ASSIGNMENT: Nothing but a number should be given: the count of lines in the data that include the string "collect".
⁂
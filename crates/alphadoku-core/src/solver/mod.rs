//! Backtracking search over the grid.
//!
//! The solver tries symbols in alphabet order at the row-major-first open
//! cell, recursing after each placement and reverting it when the branch
//! dies. Every placement and reversion is appended to a [`Trace`] that a
//! renderer can replay afterwards.

mod engine;

use crate::alphabet::Alphabet;
use crate::error::PuzzleError;
use crate::grid::Grid;
use crate::puzzle::Puzzle;
use crate::trace::Trace;
use serde::{Deserialize, Serialize};
use std::fmt;
use std::str::FromStr;
use tracing::debug;

/// How each recursion level locates the next open cell.
///
/// Both strategies visit the same cells in the same order and therefore
/// reach the same result; they differ only in how much of the grid they
/// re-scan per level.
#[derive(Debug, Clone, Copy, PartialEq, Eq, Hash, Serialize, Deserialize)]
pub enum Strategy {
    /// Carry the last committed position down the recursion and scan
    /// forward from it.
    DepthFirst,
    /// Re-scan the whole grid from the origin at every level.
    RestartScan,
}

impl fmt::Display for Strategy {
    fn fmt(&self, f: &mut fmt::Formatter<'_>) -> fmt::Result {
        match self {
            Strategy::DepthFirst => write!(f, "depth-first"),
            Strategy::RestartScan => write!(f, "restart-scan"),
        }
    }
}

impl FromStr for Strategy {
    type Err = String;

    fn from_str(s: &str) -> Result<Self, Self::Err> {
        match s {
            "depth-first" => Ok(Strategy::DepthFirst),
            "restart-scan" => Ok(Strategy::RestartScan),
            other => Err(format!(
                "unknown strategy {other:?}, expected \"depth-first\" or \"restart-scan\""
            )),
        }
    }
}

/// A completed solve: the filled grid and the mutation log that produced it.
#[derive(Debug, Clone, PartialEq, Eq, Serialize, Deserialize)]
pub struct Solution {
    /// The fully assigned grid.
    pub grid: Grid,
    /// Every placement and reversion, in the order the search made them.
    pub trace: Trace,
}

/// The backtracking solver. Stateless apart from its strategy choice.
#[derive(Debug, Clone, Copy)]
pub struct Solver {
    strategy: Strategy,
}

impl Solver {
    /// Create a solver using the given cell-location strategy.
    pub fn new(strategy: Strategy) -> Self {
        Self { strategy }
    }

    /// The strategy this solver runs with.
    pub fn strategy(&self) -> Strategy {
        self.strategy
    }

    /// Fill an empty grid for the puzzle.
    ///
    /// Returns `None` when the search exhausts every candidate ordering;
    /// that is a normal outcome, not an error.
    pub fn solve(&self, puzzle: &Puzzle) -> Option<Solution> {
        self.run(Grid::new(puzzle.size()), puzzle.alphabet())
    }

    /// Complete a pre-seeded grid, keeping its existing assignments fixed.
    ///
    /// The seed cells are never reverted; the search only commits to the
    /// open cells. Fails fast if the alphabet does not match the grid.
    pub fn solve_grid(
        &self,
        grid: &Grid,
        alphabet: &Alphabet,
    ) -> Result<Option<Solution>, PuzzleError> {
        if grid.size() == 0 {
            return Err(PuzzleError::ZeroSize);
        }
        if alphabet.len() != grid.size() {
            return Err(PuzzleError::SizeMismatch {
                expected: grid.size(),
                found: alphabet.len(),
            });
        }
        Ok(self.run(grid.clone(), alphabet))
    }

    fn run(&self, mut grid: Grid, alphabet: &Alphabet) -> Option<Solution> {
        debug!(size = grid.size(), strategy = %self.strategy, "starting search");

        let mut trace = Trace::new();
        let solved = engine::Search::new(&mut grid, alphabet, &mut trace, self.strategy).run();
        if solved {
            debug!(events = trace.len(), "search succeeded");
            Some(Solution { grid, trace })
        } else {
            debug!(events = trace.len(), "search exhausted");
            None
        }
    }
}

#[cfg(test)]
mod tests {
    use super::*;
    use crate::grid::Position;

    fn solve_latin(size: usize, strategy: Strategy) -> Option<Solution> {
        let puzzle = Puzzle::with_latin_alphabet(size).unwrap();
        Solver::new(strategy).solve(&puzzle)
    }

    fn rows(grid: &Grid) -> Vec<String> {
        (0..grid.size())
            .map(|row| {
                (0..grid.size())
                    .map(|col| grid.get(Position::new(row, col)).unwrap_or('-'))
                    .collect()
            })
            .collect()
    }

    /// Assert that no row, column, or (possibly truncated) sub-block of a
    /// complete grid repeats a symbol, and that every symbol comes from the
    /// alphabet.
    fn assert_valid(grid: &Grid, alphabet: &Alphabet) {
        let n = grid.size();
        assert!(grid.is_complete());

        for pos in grid.positions() {
            let sym = grid.get(pos).unwrap();
            assert!(alphabet.symbols().contains(&sym), "foreign symbol {sym:?}");
        }

        for i in 0..n {
            let mut row: Vec<_> = (0..n).map(|c| grid.get(Position::new(i, c))).collect();
            row.sort();
            row.dedup();
            assert_eq!(row.len(), n, "row {i} repeats a symbol");

            let mut col: Vec<_> = (0..n).map(|r| grid.get(Position::new(r, i))).collect();
            col.sort();
            col.dedup();
            assert_eq!(col.len(), n, "column {i} repeats a symbol");
        }

        let bs = grid.block_size();
        for anchor_row in (0..n).step_by(bs) {
            for anchor_col in (0..n).step_by(bs) {
                let mut block = Vec::new();
                for r in anchor_row..(anchor_row + bs).min(n) {
                    for c in anchor_col..(anchor_col + bs).min(n) {
                        block.push(grid.get(Position::new(r, c)));
                    }
                }
                let expected = block.len();
                block.sort();
                block.dedup();
                assert_eq!(
                    block.len(),
                    expected,
                    "block at ({anchor_row}, {anchor_col}) repeats a symbol"
                );
            }
        }
    }

    #[test]
    fn test_single_cell() {
        let solution = solve_latin(1, Strategy::DepthFirst).unwrap();
        assert_eq!(rows(&solution.grid), ["a"]);
        assert_eq!(solution.trace.len(), 1);
    }

    #[test]
    fn test_two_grid_is_latin_square() {
        // Block size floor(sqrt(2)) = 1, so only the row and column
        // constraints apply.
        let solution = solve_latin(2, Strategy::DepthFirst).unwrap();
        assert_eq!(rows(&solution.grid), ["ab", "ba"]);
    }

    #[test]
    fn test_four_grid_blocks() {
        let solution = solve_latin(4, Strategy::DepthFirst).unwrap();
        assert_eq!(rows(&solution.grid), ["abcd", "cdab", "badc", "dcba"]);
        assert_valid(&solution.grid, Puzzle::with_latin_alphabet(4).unwrap().alphabet());
        // This size happens to solve without a single reversion.
        assert_eq!(solution.trace.len(), 16);
    }

    #[test]
    fn test_nine_grid_reference_solution() {
        let solution = solve_latin(9, Strategy::DepthFirst).unwrap();
        assert_eq!(
            rows(&solution.grid),
            [
                "abcdefghi",
                "defghiabc",
                "ghiabcdef",
                "badcfehig",
                "cfehigbad",
                "higbadcfe",
                "ecafdbigh",
                "fdbigheca",
                "ighecafdb",
            ]
        );
        assert_valid(&solution.grid, Puzzle::with_latin_alphabet(9).unwrap().alphabet());
    }

    #[test]
    fn test_truncated_block_sizes_solve() {
        // 5 and 6 are not perfect squares; the floored block rule still
        // yields solvable puzzles with truncated edge blocks.
        let five = solve_latin(5, Strategy::DepthFirst).unwrap();
        assert_eq!(rows(&five.grid), ["abcde", "cdaeb", "baecd", "debac", "ecdba"]);
        assert_valid(&five.grid, Puzzle::with_latin_alphabet(5).unwrap().alphabet());

        let six = solve_latin(6, Strategy::DepthFirst).unwrap();
        assert_valid(&six.grid, Puzzle::with_latin_alphabet(6).unwrap().alphabet());
    }

    #[test]
    fn test_alphabet_order_steers_search() {
        let reversed = Puzzle::new(2, "ba".parse().unwrap()).unwrap();
        let solution = Solver::new(Strategy::DepthFirst).solve(&reversed).unwrap();
        assert_eq!(rows(&solution.grid), ["ba", "ab"]);
    }

    #[test]
    fn test_strategies_agree() {
        for size in 1..=6 {
            let depth = solve_latin(size, Strategy::DepthFirst);
            let restart = solve_latin(size, Strategy::RestartScan);
            match (depth, restart) {
                (Some(a), Some(b)) => {
                    assert_eq!(a.grid, b.grid, "strategies diverged at size {size}")
                }
                (None, None) => {}
                _ => panic!("strategies disagreed on solvability at size {size}"),
            }
        }
    }

    #[test]
    fn test_repeat_solves_are_identical() {
        let first = solve_latin(9, Strategy::RestartScan).unwrap();
        let second = solve_latin(9, Strategy::RestartScan).unwrap();
        assert_eq!(first.grid, second.grid);
        assert_eq!(first.trace, second.trace);
        // Pinned event count; a change here means the search order moved.
        assert_eq!(first.trace.len(), 701);
    }

    #[test]
    fn test_trace_replays_to_final_grid() {
        // Size 6 backtracks heavily, so the trace is far longer than the
        // cell count and full of reversions.
        let solution = solve_latin(6, Strategy::DepthFirst).unwrap();
        assert!(solution.trace.len() >= solution.grid.filled_count());
        assert!(solution.trace.iter().any(|e| e.value.is_none()));
        assert_eq!(solution.trace.replay(6), solution.grid);
    }

    #[test]
    fn test_solve_grid_respects_seed() {
        let mut grid = Grid::new(4);
        grid.set(Position::new(0, 0), Some('d'));
        let alphabet: Alphabet = "abcd".parse().unwrap();

        let solution = Solver::new(Strategy::DepthFirst)
            .solve_grid(&grid, &alphabet)
            .unwrap()
            .unwrap();
        assert_eq!(solution.grid.get(Position::new(0, 0)), Some('d'));
        assert_valid(&solution.grid, &alphabet);
        // The seed itself was never recorded or reverted.
        assert!(solution
            .trace
            .iter()
            .all(|e| e.pos != Position::new(0, 0)));
    }

    #[test]
    fn test_solve_grid_reports_exhaustion() {
        // (0,1) can hold neither symbol: 'a' repeats in its row, 'b' in its
        // column. Both strategies must exhaust and report the same outcome.
        let mut grid = Grid::new(2);
        grid.set(Position::new(0, 0), Some('a'));
        grid.set(Position::new(1, 1), Some('b'));
        let alphabet: Alphabet = "ab".parse().unwrap();

        let outcome = Solver::new(Strategy::DepthFirst)
            .solve_grid(&grid, &alphabet)
            .unwrap();
        assert!(outcome.is_none());

        let outcome = Solver::new(Strategy::RestartScan)
            .solve_grid(&grid, &alphabet)
            .unwrap();
        assert!(outcome.is_none());
    }

    #[test]
    fn test_solve_grid_validates_alphabet() {
        let grid = Grid::new(3);
        let alphabet: Alphabet = "ab".parse().unwrap();
        assert_eq!(
            Solver::new(Strategy::DepthFirst).solve_grid(&grid, &alphabet),
            Err(PuzzleError::SizeMismatch {
                expected: 3,
                found: 2,
            })
        );
    }

    #[test]
    fn test_strategy_round_trips_through_str() {
        for strategy in [Strategy::DepthFirst, Strategy::RestartScan] {
            let parsed: Strategy = strategy.to_string().parse().unwrap();
            assert_eq!(parsed, strategy);
        }
        assert!("greedy".parse::<Strategy>().is_err());
    }
}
⁂
TASK OUTPUT: 4